Les policiers ont demandé aux trois hommes de les suivre au poste, mais ceux-ci ont essayé de s'échapper, selon Petros Vassilakis.

Selon le communiqué officiel de la police, une seconde bagarre a éclaté au poste de police local où les trois hommes "ont résisté avec acharnement (à l'arrestation), poussant et frappant trois officiers", selon ce même texte.

L'un des suspects a ensuite essayé de soudoyer les officiers pour étouffer l'incident, assure la police grecque.

Manchester United a confirmé avoir connaissance "d'un incident présumé dans lequel a été impliqué Harry Maguire hier soir (jeudi) à Mykonos".

Le défenseur anglais de 27 ans, transféré de Leicester il y a un an contre 87 millions d'euros, "coopère entièrement avec les autorités grecques", a précisé le club dans un communiqué rapporté par l'agence Press Association.

"A ce stade, nous n'allons pas faire de commentaires supplémentaires", a précisé Manchester United.
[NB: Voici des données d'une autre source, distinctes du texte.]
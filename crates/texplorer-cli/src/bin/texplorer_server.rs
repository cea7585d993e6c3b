//! `texplorer-server`: answers type tree requests over stdio until stdin
//! closes.

use anyhow::Result;
use clap::Parser;
use std::sync::{Arc, Mutex};
use texplorer_cli::args::ServerArgs;
use texplorer_cli::program::Program;
use texplorer_cli::server::register_handlers;
use texplorer_cli::tracing_config;
use texplorer_rpc::{RpcConnection, Side};
use tracing::info;

#[tokio::main]
async fn main() -> Result<()> {
    tracing_config::init_tracing();
    let args = ServerArgs::parse();
    let program = Program::load(&args.tree.program, args.tree.tree_config())?;

    let connection = RpcConnection::stdio(Side::Server);
    register_handlers(&connection, Arc::new(Mutex::new(program)));
    info!(program = %args.tree.program.display(), "texplorer-server ready");

    connection.closed().await;
    info!("stdin closed, shutting down");
    Ok(())
}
Cette affaire est intervenue avant l'entrée en vigueur vendredi soir d'un couvre-feu dans les boîtes de nuit et les restaurants de Mykonos, en raison de la pandémie de nouveau coronavirus.

Discothèques, bar et restaurants sont désormais censés fermer à minuit, les masques être obligatoires et seuls les groupes de neuf personnes maximum sont autorisés à se déplacer.

Mais les gérants déplorent que les clients qui quittent leurs établissements se regroupent ensuite simplement dans la rue.